Currently if I’ve to register an ENS emoji via contract without using the main frontend - I’d need to refer to this governance forum for what’s working an what not, or raffy’s tool.

Some emoji sequences (even the ones that present as a single glyph) have more characters than others, but that’s just life. Unicode can be complex and weird, but I think the current rules do the best job at working within those confines while being fair to everyone.

Also, for all practical purposes it doesn’t matter to the average person. Anyone can just use either the fully or minimally-qualified version, and it will go to the same place (this is the point of normalization). As pointed out in that thread you linked.

Again, the FE0F stripping is not new. That’s the way it has always worked. If you go to the ENS manager and enter in ❄️❄️❄️.eth, it will automatically go to the page for ❄❄❄.eth. All other frontends should be doing the same thing. Metamask obviously does as shown above.

ENS.Vision does this properly as well: https://ens.vision/name/:snowflake::snowflake::snowflake:.eth

OpenSea does too:
image

There are several emojis that are unqualified, not even minimally qualified, and still are used as the main normalised version. About the snowflake emoji too, my point was not which one is being normalised, ofc I know metamask, Open Sea and all others follow the one that ENS validates as the normalised version.

consider this eg, you’re not even using the minimally qualified one, you’re using the marked - unqualified version of the emoji. That does not make sense.

Raffy told me that EF0F stripping was brought into the pic because the previously registered ones already didn’t use it while registering, like this above eye-cloud one, so you guys just stripped it off.

To address your point of being fair, I don’t think it’s such, those who already own these - for eg the eye cloud emoji, is using the unicode marked invalid emoji and is up for sale for 1000eth. Heart on fire emoji had the biggest sale too, while its seq too is marked unqualified by Unicode. DAO is already being fair to them by letting it be.

What’s unfair to me is the cost factor that you’re not addressing, these additional 500+ emojis would be several times less costlier to register if it were with EF0F (the marked qualified version of emoji)

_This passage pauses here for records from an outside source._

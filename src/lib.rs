//! Talkmatic — a voice conversation loop.
//!
//! Records microphone audio, sends it to a remote transcription endpoint,
//! forwards the transcript to a remote response-generation endpoint, and
//! speaks the reply through a system text-to-speech engine.
//!
//! # Architecture
//!
//! ```text
//! SessionCommand (mpsc)
//!        │
//!        ▼
//! SessionOrchestrator::run()  ← async tokio task
//!        │
//!        ├─ StartRecording → Recorder::start()              [Recording]
//!        │
//!        ├─ StopRecording  → Recorder::stop() → AudioPayload
//!        │     └─▶ spawn: Transcriber::transcribe()         [AwaitingTranscript]
//!        │              └─▶ Responder::respond()            [AwaitingResponse]
//!        │                     └─▶ Speaker::speak()         [Idle, reply set]
//!        │
//!        └─ SubmitText → spawn: respond → speak  (skips the audio path)
//!
//! SharedSession (Arc<Mutex<SessionState>>) ←── read by the shell / tests
//! ```
//!
//! Every capability sits behind a trait ([`audio::Recorder`],
//! [`transcribe::Transcriber`], [`respond::Responder`], [`speak::Speaker`])
//! so tests substitute mocks for the microphone, the HTTP backend and the
//! speech engine.

pub mod audio;
pub mod config;
pub mod respond;
pub mod session;
pub mod speak;
pub mod transcribe;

here’s an eg of some new ones -
image

The “cost factor” is not an issue. The FE0F stripped is something that has always been done, so everyone has always played by the same rules. Some emoji sequences have fewer characters than others, that’s life.

I think stripping FE0Fs is still the correct course, and in that example, it still presents the same way in browsers anyway:

If someone went directly to the contracts and registered some other variation with FE0F, then that was their mistake.

It seems that you are hinging a lot of your argument on the idea that unqualified sequences are “unicode marked invalid”. You’re using the word “unqualified” as if it’s supposed to be “invalid”, but that is not the case. It’s just a technical term for a form of the emoji sequence. From the Unicode spec:

ED-17a. qualified emoji character — An emoji character in a string that (a) has default emoji presentation or (b) is the first character in an emoji modifier sequence or (c) is not a default emoji presentation character, but is the first character in an emoji presentation sequence.

ED-18. fully-qualified emoji — A qualified emoji character, or an emoji sequence in which each emoji character is qualified.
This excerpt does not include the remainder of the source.